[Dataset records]

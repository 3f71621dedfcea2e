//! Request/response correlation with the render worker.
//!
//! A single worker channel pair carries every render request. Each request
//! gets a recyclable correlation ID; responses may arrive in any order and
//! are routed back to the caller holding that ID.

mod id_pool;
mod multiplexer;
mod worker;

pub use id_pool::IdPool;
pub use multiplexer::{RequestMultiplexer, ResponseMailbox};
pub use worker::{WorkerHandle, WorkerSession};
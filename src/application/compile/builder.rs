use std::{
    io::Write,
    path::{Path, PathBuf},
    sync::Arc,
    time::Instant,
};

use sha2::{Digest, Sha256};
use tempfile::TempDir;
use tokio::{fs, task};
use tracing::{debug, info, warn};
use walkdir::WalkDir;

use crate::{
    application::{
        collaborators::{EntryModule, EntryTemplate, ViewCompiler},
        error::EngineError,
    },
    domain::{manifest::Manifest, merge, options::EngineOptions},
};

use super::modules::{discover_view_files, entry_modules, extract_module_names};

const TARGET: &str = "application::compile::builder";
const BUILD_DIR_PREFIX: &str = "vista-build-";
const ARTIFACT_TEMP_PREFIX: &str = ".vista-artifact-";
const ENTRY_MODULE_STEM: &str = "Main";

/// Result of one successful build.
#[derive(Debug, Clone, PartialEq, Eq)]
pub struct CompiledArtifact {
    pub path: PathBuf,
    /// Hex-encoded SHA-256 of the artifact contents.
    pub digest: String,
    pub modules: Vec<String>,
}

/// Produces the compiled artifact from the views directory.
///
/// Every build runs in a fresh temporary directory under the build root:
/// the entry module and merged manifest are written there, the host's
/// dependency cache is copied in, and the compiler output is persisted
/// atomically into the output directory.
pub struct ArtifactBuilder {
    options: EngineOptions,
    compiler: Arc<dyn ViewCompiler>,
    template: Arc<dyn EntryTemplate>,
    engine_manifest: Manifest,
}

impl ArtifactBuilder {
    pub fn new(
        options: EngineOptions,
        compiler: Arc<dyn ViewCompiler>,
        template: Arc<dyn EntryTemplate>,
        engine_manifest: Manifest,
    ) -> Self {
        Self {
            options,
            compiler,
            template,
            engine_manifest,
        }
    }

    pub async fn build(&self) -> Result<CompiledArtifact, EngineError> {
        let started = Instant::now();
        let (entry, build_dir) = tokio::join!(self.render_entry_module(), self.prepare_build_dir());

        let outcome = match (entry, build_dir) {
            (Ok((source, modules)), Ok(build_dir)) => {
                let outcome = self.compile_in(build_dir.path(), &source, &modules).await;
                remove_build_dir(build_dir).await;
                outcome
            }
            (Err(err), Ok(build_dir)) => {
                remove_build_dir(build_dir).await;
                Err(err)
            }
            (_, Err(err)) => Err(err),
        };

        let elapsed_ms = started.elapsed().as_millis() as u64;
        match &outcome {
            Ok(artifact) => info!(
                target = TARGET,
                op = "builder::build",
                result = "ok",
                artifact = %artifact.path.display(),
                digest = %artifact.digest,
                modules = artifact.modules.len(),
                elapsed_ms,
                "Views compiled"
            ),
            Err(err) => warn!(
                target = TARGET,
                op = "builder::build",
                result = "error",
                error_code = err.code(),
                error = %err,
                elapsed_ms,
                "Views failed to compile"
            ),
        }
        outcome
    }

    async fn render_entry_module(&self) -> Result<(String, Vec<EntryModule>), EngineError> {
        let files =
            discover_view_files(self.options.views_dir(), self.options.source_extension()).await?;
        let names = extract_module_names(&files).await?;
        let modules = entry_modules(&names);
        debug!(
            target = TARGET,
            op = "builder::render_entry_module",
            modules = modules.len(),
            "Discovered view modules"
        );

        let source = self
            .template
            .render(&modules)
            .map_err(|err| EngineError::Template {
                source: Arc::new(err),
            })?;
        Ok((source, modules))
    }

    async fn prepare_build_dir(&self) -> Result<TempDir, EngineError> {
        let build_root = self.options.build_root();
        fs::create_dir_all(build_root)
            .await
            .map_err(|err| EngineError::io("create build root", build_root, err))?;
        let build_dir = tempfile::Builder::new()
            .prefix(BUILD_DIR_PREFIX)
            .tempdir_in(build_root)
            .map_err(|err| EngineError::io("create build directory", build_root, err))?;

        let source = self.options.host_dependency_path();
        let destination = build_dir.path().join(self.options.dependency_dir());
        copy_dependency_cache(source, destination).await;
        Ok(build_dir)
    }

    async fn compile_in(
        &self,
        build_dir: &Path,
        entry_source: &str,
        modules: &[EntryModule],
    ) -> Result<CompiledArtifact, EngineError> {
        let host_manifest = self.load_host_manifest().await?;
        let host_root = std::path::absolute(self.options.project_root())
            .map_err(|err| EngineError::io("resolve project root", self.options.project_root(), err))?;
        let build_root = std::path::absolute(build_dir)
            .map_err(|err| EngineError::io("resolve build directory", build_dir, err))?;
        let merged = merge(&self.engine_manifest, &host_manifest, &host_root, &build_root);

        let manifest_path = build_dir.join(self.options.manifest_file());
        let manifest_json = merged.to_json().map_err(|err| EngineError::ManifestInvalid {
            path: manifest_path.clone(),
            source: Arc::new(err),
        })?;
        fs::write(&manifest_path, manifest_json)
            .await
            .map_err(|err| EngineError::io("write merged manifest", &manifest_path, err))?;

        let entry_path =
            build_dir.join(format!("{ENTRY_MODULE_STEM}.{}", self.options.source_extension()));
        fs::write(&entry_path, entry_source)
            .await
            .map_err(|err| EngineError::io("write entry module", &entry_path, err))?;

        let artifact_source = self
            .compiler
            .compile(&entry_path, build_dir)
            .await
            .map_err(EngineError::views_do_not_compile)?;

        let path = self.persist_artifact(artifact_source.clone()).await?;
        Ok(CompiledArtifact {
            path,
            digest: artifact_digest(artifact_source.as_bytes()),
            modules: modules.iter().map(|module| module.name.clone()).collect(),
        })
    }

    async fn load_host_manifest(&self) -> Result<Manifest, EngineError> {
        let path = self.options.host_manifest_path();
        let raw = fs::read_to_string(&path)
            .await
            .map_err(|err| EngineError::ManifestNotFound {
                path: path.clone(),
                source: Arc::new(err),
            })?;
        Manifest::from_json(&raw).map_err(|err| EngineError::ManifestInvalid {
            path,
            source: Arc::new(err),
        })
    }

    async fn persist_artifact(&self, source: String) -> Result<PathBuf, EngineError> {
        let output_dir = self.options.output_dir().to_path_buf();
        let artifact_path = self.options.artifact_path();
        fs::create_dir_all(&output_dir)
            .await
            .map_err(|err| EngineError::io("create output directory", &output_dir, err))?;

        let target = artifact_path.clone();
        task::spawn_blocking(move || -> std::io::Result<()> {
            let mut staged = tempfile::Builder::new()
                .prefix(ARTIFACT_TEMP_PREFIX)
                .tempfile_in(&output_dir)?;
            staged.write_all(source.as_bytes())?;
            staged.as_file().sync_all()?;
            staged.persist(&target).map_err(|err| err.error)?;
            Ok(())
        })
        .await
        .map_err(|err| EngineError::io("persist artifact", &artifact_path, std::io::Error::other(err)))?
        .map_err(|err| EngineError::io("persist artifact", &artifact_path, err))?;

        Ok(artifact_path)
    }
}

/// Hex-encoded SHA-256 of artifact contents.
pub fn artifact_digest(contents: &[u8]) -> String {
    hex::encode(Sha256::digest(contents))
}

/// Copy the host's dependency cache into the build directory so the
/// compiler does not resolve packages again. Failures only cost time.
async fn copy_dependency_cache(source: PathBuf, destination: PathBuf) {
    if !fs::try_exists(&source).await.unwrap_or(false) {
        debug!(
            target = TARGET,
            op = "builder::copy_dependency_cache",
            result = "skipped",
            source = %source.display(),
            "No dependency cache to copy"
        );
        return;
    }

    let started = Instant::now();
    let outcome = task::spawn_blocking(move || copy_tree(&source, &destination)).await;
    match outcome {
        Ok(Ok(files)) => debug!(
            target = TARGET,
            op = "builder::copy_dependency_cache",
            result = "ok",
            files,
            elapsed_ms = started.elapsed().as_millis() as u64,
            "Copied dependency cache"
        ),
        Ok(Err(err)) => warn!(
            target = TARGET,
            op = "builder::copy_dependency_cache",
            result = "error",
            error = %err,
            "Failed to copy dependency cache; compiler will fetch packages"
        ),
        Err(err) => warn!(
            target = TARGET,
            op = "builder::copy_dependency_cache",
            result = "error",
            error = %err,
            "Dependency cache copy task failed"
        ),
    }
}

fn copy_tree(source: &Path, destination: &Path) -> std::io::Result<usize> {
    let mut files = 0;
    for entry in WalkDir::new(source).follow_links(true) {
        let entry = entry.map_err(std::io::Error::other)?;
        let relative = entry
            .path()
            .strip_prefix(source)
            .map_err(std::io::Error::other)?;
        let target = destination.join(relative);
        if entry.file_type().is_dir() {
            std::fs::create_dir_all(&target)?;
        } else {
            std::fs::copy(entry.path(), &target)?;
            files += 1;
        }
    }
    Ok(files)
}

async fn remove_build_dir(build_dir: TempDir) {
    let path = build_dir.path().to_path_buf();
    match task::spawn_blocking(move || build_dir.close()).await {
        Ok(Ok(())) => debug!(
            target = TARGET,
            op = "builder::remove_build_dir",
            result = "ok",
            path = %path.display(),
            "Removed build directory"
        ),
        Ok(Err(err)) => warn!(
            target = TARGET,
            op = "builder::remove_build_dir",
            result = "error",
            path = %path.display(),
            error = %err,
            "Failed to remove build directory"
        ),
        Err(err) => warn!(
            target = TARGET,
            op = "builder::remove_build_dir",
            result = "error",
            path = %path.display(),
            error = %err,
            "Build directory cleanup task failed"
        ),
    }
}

---

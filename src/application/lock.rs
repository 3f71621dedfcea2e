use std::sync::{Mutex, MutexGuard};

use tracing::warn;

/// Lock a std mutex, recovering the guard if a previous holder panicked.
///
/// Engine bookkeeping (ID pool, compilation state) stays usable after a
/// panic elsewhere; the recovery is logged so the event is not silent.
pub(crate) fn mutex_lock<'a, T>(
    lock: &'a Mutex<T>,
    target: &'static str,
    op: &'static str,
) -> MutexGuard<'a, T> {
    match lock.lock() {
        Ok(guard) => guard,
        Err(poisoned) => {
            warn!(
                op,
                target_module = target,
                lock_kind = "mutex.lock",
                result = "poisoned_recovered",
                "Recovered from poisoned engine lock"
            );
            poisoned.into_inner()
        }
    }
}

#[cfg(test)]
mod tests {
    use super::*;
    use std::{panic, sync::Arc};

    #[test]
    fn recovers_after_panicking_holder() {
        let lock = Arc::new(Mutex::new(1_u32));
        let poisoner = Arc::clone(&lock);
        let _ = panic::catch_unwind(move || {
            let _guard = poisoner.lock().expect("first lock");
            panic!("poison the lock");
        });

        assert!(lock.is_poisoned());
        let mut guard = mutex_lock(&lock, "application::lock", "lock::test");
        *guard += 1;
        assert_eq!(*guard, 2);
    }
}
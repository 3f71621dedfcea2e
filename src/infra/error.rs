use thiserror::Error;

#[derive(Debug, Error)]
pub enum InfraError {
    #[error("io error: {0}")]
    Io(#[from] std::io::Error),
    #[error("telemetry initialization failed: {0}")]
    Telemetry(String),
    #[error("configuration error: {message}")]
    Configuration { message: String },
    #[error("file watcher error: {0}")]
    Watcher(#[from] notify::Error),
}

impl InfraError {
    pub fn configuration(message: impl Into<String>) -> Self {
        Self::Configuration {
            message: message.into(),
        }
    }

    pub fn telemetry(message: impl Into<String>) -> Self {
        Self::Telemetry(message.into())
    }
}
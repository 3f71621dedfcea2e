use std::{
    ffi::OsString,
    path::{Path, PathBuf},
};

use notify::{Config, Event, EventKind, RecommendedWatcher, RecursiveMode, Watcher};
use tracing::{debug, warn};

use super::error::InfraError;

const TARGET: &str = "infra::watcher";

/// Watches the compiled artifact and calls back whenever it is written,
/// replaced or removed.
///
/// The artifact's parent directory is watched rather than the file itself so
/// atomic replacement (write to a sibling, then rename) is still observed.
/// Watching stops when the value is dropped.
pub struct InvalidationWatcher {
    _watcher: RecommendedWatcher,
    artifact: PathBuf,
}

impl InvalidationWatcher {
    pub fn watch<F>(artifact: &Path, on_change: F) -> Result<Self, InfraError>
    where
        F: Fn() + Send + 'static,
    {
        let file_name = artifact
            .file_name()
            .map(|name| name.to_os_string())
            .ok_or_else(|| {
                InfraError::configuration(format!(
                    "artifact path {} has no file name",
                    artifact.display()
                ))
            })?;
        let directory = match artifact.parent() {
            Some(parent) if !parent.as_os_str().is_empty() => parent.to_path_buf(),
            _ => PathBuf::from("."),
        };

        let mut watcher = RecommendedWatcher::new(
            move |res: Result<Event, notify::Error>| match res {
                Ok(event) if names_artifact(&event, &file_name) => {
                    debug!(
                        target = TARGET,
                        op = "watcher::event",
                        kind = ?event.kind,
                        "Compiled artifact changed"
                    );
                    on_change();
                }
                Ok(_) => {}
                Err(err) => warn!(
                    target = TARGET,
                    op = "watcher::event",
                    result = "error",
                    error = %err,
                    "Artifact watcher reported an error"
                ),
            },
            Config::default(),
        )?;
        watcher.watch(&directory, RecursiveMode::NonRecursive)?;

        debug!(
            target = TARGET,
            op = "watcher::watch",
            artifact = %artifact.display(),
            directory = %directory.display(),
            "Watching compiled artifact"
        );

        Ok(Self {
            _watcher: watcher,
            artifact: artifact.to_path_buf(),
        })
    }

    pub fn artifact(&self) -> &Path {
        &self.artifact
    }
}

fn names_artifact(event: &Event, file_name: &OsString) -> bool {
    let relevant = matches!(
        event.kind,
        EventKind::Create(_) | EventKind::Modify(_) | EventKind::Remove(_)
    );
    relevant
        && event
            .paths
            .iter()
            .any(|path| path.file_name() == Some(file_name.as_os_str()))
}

*Work task*
Using the records above, pull out each line where the word "contents" occurs.

*Solution for this task*
    /// Hex-encoded SHA-256 of the artifact contents.
/// Hex-encoded SHA-256 of artifact contents.
pub fn artifact_digest(contents: &[u8]) -> String {
    hex::encode(Sha256::digest(contents))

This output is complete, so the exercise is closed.